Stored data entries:

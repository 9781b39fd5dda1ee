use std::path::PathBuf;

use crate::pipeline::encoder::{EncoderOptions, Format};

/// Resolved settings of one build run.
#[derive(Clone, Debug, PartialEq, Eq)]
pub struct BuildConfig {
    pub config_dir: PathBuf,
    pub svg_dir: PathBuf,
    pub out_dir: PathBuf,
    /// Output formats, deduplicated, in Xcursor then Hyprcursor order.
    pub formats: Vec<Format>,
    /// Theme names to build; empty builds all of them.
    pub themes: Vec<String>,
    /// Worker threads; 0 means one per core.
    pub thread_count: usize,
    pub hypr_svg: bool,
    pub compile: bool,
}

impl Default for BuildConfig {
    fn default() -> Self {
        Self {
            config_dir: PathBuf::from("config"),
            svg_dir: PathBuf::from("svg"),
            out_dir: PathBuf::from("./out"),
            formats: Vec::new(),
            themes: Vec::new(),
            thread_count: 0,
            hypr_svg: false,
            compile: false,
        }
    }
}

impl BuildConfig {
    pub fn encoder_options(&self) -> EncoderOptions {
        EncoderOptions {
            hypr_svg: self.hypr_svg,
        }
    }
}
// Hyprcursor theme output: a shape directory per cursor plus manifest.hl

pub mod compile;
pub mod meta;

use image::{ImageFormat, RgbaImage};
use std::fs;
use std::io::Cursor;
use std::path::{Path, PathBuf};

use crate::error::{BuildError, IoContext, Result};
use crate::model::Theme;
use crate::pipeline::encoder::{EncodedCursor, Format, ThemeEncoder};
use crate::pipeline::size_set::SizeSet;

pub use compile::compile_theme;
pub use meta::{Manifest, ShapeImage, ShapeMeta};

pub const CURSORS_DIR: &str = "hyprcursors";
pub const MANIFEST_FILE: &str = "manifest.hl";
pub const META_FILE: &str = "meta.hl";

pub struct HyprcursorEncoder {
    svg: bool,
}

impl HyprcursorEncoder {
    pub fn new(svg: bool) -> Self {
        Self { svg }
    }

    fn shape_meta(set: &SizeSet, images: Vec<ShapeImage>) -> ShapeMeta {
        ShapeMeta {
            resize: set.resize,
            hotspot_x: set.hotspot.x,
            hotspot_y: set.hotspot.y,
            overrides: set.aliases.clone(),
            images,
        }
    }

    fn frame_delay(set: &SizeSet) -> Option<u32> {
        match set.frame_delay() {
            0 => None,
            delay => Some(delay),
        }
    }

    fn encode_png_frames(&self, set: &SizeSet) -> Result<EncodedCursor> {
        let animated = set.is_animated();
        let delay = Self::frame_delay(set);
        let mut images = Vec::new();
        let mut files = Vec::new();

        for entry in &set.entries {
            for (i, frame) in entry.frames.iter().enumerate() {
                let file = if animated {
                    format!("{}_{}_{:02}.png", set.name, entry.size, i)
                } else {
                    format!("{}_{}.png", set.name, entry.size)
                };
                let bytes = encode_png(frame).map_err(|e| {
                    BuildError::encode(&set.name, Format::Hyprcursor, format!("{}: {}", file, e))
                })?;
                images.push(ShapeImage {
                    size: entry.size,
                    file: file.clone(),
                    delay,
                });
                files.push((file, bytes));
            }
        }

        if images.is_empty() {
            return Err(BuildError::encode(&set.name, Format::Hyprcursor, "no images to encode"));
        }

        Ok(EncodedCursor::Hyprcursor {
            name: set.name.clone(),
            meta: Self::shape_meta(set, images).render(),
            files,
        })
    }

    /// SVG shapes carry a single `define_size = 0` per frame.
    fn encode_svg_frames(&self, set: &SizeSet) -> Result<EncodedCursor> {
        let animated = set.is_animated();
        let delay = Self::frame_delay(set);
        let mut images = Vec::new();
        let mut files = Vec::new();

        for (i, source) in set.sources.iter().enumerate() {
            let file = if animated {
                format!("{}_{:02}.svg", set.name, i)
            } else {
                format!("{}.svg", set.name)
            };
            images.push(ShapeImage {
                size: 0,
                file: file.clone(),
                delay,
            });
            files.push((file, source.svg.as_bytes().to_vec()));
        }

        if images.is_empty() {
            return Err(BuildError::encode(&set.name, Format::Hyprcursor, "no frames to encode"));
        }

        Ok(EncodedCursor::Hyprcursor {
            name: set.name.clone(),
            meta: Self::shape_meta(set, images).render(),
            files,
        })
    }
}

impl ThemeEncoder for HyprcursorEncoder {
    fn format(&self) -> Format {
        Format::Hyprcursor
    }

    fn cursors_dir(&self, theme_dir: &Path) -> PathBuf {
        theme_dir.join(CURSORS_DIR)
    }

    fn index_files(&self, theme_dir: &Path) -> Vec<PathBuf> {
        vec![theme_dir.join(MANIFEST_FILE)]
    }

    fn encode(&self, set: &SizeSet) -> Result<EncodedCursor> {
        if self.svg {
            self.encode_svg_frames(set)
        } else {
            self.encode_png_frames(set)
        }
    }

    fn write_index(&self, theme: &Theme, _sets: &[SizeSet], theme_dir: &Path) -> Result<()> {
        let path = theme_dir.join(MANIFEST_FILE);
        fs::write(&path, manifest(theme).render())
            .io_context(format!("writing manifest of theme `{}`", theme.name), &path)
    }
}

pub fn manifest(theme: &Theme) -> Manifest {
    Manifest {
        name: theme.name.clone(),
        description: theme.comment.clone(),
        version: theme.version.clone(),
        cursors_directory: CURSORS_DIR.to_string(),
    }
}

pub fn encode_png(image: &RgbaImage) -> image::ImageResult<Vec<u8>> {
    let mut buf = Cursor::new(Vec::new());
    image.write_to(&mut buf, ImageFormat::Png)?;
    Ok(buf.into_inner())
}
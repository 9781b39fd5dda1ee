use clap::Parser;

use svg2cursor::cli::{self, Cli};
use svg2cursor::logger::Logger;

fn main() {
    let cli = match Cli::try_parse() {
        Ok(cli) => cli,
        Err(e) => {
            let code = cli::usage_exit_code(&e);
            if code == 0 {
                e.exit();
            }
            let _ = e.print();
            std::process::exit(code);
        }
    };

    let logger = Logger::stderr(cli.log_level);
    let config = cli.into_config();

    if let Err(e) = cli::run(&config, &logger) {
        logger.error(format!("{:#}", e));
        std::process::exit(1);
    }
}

==

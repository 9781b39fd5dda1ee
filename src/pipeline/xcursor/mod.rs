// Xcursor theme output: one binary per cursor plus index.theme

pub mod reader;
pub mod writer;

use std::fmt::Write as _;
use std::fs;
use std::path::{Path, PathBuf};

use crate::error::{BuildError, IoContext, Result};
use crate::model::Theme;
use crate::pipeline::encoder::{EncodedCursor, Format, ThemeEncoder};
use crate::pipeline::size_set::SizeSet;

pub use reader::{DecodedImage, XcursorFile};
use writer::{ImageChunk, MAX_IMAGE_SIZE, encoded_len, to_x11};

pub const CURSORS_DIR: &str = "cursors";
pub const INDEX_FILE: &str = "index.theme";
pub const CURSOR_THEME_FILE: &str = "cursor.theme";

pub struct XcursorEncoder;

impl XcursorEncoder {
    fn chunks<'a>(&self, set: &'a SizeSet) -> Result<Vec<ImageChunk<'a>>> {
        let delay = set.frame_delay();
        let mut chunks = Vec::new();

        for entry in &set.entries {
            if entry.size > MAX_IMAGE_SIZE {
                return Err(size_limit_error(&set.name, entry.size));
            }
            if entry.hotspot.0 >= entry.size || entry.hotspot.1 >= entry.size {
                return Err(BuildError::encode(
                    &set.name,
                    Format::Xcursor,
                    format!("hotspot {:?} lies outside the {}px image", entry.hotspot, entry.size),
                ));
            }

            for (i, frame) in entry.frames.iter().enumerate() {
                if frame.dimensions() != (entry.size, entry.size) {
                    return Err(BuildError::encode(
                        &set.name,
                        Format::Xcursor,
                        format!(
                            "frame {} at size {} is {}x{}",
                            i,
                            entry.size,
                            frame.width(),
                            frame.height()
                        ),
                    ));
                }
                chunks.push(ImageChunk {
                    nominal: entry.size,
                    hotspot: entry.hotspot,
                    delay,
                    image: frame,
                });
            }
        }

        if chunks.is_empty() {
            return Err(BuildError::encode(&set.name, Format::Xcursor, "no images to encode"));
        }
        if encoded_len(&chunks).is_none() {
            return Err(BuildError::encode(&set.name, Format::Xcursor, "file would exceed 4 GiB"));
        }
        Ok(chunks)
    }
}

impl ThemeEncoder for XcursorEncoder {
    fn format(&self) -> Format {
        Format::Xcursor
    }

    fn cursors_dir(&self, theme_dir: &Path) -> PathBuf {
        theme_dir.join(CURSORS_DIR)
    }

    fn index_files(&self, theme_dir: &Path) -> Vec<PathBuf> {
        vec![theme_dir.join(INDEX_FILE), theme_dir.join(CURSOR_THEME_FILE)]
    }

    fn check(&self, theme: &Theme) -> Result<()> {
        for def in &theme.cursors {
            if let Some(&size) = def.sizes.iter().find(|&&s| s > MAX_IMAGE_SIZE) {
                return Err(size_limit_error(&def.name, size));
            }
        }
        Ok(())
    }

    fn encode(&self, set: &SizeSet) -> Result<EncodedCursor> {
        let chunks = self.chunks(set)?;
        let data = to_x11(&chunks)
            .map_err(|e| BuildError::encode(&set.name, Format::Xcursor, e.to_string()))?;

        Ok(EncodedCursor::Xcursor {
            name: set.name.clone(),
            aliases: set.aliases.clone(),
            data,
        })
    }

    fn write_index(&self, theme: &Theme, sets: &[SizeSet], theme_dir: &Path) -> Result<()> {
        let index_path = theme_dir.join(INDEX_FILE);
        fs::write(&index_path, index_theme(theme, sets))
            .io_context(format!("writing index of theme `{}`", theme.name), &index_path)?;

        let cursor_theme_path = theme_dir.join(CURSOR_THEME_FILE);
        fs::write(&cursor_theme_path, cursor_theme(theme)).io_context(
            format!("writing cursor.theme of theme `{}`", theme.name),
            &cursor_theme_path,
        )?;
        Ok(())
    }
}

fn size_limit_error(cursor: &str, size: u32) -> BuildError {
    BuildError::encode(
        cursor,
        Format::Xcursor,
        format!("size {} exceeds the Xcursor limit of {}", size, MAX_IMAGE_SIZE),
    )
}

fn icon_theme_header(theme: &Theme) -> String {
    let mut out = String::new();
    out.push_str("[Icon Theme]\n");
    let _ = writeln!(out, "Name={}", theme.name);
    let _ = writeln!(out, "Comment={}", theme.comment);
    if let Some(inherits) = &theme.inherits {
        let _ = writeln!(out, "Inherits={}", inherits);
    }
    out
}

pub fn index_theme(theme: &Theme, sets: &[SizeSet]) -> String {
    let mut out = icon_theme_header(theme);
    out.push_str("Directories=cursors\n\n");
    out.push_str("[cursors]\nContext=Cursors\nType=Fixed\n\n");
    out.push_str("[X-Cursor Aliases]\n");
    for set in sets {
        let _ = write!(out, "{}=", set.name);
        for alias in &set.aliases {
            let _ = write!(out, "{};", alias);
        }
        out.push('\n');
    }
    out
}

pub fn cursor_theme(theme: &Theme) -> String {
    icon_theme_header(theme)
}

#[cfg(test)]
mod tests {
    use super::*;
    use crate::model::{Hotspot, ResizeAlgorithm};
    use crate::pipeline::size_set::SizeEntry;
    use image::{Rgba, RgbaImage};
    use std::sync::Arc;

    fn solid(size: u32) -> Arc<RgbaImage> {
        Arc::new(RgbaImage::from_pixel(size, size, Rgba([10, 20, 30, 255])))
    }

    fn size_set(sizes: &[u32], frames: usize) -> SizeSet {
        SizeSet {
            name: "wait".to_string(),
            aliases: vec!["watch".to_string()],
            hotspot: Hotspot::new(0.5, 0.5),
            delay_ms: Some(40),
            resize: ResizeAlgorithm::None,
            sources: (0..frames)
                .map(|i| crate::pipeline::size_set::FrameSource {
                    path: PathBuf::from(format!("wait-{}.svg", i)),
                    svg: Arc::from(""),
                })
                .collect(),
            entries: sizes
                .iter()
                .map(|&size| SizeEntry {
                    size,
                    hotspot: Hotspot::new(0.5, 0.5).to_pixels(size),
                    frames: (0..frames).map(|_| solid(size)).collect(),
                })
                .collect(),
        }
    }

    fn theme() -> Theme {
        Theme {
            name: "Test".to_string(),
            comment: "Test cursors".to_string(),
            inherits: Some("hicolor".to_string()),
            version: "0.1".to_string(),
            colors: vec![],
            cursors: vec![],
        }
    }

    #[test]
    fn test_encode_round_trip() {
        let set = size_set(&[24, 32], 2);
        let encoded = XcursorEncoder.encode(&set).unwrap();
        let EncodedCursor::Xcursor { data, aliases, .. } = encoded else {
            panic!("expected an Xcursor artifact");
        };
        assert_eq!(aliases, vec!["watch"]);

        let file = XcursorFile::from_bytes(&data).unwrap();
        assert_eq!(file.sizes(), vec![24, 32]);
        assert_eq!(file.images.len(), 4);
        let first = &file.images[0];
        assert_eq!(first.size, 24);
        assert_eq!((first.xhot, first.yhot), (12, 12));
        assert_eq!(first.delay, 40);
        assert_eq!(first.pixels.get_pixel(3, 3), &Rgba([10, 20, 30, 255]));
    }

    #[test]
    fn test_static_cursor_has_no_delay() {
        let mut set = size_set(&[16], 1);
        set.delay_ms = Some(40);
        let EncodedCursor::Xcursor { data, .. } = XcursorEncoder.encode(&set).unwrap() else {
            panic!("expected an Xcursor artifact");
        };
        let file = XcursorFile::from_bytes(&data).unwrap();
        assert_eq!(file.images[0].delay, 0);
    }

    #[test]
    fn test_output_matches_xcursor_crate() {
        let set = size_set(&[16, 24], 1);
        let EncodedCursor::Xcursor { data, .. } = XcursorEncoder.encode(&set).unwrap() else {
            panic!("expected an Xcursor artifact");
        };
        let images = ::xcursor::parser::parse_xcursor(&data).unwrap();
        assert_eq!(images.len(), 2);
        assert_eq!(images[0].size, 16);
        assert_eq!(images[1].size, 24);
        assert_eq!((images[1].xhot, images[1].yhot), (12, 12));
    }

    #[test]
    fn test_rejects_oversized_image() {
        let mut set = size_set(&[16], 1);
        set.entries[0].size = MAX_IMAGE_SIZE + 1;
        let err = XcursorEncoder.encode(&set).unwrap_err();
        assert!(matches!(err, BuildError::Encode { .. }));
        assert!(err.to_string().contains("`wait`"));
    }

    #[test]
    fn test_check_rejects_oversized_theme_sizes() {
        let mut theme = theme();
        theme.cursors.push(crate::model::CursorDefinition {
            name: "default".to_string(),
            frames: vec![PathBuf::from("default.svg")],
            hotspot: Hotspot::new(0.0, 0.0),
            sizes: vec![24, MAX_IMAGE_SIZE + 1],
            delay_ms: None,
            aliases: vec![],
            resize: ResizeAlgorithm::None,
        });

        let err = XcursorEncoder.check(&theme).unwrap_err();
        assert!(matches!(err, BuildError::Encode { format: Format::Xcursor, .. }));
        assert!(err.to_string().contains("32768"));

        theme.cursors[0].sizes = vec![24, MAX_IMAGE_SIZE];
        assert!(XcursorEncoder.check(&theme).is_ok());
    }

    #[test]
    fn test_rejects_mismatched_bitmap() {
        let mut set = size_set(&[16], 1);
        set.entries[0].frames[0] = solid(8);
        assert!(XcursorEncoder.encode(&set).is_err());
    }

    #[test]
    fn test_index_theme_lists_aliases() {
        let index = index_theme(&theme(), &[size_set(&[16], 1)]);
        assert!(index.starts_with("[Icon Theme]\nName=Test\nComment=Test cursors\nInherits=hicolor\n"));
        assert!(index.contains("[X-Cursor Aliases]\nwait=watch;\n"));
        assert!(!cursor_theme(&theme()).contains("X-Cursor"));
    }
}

...

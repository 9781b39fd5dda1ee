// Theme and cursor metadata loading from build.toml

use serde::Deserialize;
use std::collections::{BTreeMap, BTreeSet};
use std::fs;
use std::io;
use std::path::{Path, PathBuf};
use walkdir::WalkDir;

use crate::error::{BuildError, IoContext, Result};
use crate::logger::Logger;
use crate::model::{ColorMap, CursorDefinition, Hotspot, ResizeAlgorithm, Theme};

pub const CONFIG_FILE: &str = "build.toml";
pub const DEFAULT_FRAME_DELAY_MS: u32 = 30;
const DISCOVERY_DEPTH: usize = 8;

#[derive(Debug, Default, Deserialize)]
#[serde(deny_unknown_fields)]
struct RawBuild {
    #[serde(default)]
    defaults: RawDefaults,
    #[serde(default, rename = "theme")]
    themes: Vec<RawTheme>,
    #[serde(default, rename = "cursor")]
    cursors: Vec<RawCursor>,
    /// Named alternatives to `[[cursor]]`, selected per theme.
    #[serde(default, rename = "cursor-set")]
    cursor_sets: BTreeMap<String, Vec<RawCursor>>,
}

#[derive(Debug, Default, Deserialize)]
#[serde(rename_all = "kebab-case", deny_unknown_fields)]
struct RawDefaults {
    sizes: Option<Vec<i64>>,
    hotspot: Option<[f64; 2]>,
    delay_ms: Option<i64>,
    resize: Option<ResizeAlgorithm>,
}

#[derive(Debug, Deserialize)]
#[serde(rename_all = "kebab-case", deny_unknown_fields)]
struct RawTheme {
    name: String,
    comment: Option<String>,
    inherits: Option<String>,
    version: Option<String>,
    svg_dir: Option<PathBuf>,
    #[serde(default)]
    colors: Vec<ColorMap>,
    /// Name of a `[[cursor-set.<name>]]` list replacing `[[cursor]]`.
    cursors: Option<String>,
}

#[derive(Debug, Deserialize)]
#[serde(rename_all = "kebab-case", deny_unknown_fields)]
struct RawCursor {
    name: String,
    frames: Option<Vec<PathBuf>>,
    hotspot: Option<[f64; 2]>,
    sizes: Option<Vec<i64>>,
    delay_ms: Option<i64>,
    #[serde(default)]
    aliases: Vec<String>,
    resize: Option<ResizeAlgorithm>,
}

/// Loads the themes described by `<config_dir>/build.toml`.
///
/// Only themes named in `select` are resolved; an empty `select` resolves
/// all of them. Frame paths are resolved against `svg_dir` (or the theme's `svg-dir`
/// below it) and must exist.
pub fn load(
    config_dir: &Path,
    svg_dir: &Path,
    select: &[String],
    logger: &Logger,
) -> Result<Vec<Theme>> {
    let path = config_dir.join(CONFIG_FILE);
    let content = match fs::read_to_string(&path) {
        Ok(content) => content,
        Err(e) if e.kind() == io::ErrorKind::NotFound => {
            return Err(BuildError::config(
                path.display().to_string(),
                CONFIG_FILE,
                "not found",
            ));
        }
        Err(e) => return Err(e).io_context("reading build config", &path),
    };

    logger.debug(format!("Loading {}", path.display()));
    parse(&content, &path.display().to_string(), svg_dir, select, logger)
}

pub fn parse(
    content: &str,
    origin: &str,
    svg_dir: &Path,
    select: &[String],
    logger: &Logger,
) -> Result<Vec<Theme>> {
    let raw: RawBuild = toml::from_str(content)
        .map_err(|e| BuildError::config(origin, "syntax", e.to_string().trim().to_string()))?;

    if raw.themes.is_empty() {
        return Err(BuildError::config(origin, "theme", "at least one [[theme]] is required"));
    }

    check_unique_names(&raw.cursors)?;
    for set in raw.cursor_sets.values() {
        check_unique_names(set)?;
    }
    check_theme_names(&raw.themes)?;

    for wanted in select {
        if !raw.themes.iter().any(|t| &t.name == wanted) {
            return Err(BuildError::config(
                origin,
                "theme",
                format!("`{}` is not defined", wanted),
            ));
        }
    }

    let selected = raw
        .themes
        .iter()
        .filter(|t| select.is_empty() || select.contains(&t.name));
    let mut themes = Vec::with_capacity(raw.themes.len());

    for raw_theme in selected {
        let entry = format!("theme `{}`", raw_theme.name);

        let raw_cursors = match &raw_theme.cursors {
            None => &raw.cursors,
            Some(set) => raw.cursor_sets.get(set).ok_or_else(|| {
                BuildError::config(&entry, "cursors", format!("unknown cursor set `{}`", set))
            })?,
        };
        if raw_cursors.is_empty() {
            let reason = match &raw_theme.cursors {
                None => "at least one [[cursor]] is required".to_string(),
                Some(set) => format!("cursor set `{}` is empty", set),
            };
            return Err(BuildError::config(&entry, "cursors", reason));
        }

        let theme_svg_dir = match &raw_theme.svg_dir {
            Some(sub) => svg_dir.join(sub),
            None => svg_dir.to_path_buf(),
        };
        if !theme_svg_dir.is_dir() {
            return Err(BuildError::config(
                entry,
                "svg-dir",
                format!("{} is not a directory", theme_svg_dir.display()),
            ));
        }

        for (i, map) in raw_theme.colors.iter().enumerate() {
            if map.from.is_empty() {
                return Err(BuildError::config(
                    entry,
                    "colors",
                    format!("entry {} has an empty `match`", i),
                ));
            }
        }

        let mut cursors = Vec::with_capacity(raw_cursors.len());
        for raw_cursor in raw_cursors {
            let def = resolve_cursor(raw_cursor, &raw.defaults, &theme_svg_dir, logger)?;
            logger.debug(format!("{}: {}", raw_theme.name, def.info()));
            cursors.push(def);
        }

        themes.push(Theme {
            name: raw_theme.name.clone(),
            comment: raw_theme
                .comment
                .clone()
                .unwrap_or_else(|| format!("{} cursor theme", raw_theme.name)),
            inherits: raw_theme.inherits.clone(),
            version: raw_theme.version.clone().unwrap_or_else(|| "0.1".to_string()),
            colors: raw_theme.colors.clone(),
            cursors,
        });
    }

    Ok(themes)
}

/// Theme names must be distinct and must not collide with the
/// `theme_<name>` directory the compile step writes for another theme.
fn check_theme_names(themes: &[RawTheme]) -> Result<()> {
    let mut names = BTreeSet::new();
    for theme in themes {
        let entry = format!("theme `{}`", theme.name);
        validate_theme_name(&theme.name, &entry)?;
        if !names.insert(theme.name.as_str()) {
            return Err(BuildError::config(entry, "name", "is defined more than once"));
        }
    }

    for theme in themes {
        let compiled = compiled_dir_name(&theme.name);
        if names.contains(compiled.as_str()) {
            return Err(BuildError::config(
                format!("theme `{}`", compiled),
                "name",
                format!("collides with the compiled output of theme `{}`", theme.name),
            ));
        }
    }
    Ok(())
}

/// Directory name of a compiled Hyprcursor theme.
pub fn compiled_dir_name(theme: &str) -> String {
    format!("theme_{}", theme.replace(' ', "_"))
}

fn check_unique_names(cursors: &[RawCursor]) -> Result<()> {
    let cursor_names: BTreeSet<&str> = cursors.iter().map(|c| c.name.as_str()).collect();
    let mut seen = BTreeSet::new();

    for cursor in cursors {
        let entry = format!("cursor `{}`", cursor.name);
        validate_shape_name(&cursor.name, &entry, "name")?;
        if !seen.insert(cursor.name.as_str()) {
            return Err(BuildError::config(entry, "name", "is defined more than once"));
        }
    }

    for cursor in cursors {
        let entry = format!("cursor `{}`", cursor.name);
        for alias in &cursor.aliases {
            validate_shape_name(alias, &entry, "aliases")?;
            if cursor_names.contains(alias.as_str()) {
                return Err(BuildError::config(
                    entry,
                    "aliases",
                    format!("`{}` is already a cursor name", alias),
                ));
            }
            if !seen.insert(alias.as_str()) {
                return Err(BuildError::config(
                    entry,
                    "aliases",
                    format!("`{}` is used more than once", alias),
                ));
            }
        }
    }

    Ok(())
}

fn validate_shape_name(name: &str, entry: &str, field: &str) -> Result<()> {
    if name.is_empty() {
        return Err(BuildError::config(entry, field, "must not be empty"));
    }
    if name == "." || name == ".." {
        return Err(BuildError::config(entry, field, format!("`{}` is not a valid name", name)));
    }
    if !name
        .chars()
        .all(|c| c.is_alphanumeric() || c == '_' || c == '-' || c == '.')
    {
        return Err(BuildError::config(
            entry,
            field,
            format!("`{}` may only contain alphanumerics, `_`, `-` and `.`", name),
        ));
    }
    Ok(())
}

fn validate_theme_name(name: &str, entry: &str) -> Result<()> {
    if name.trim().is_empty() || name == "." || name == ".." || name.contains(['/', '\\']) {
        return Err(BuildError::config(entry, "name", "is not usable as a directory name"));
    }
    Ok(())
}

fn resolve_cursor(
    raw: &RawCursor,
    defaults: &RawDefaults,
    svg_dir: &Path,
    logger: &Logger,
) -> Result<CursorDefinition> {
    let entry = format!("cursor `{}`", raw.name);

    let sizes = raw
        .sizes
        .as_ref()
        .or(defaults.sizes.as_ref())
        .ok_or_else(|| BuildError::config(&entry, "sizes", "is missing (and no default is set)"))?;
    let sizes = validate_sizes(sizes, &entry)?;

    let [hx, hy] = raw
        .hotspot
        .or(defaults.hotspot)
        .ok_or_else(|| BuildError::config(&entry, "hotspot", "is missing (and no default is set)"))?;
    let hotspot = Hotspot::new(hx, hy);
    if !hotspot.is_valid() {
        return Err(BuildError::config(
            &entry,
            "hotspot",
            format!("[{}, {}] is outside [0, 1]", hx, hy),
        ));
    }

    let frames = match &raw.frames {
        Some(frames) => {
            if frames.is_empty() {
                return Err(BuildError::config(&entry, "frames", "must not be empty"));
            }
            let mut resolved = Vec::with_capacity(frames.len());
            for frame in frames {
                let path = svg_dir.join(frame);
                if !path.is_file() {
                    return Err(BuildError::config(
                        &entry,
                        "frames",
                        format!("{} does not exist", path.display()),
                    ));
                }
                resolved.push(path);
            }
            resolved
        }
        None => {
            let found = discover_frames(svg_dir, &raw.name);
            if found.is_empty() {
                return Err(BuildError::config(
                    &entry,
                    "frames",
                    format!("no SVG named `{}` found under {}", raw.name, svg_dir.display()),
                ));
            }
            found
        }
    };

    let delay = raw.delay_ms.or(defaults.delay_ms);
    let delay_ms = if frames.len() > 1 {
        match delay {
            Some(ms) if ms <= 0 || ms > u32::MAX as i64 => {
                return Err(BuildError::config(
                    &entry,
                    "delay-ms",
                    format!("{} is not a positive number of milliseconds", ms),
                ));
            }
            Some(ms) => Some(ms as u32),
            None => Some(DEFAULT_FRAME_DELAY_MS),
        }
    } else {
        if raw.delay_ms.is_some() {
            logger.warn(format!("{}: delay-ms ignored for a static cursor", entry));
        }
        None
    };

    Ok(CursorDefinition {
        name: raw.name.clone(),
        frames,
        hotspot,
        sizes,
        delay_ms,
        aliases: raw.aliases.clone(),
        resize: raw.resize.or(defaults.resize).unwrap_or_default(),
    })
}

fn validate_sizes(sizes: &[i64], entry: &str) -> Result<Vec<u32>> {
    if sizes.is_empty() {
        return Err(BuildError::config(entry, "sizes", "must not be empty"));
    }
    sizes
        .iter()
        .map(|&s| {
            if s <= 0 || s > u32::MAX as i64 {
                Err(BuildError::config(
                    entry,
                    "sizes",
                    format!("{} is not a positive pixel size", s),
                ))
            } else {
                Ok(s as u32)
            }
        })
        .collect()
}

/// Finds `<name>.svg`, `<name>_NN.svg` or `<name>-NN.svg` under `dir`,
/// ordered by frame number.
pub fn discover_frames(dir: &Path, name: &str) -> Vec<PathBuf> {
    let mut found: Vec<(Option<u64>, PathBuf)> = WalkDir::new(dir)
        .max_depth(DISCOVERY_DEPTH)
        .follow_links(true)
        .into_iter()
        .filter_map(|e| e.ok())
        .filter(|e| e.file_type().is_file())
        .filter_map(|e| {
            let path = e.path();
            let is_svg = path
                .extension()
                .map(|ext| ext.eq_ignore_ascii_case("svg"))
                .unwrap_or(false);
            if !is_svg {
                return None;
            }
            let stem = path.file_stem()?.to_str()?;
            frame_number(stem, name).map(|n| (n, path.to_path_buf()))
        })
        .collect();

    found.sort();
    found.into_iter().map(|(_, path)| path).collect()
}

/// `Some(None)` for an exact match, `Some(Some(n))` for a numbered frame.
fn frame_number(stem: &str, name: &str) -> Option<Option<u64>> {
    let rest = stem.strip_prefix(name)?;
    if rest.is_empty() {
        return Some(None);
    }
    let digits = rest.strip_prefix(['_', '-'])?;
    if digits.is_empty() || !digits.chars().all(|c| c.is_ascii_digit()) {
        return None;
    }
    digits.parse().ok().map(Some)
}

[Assignment]
In the entries above, find each line with the word "const" and copy it.

[Task answer]
pub const CURSORS_DIR: &str = "hyprcursors";
pub const MANIFEST_FILE: &str = "manifest.hl";
pub const META_FILE: &str = "meta.hl";
pub const CURSORS_DIR: &str = "cursors";
pub const INDEX_FILE: &str = "index.theme";
pub const CURSOR_THEME_FILE: &str = "cursor.theme";
pub const CONFIG_FILE: &str = "build.toml";
pub const DEFAULT_FRAME_DELAY_MS: u32 = 30;
const DISCOVERY_DEPTH: usize = 8;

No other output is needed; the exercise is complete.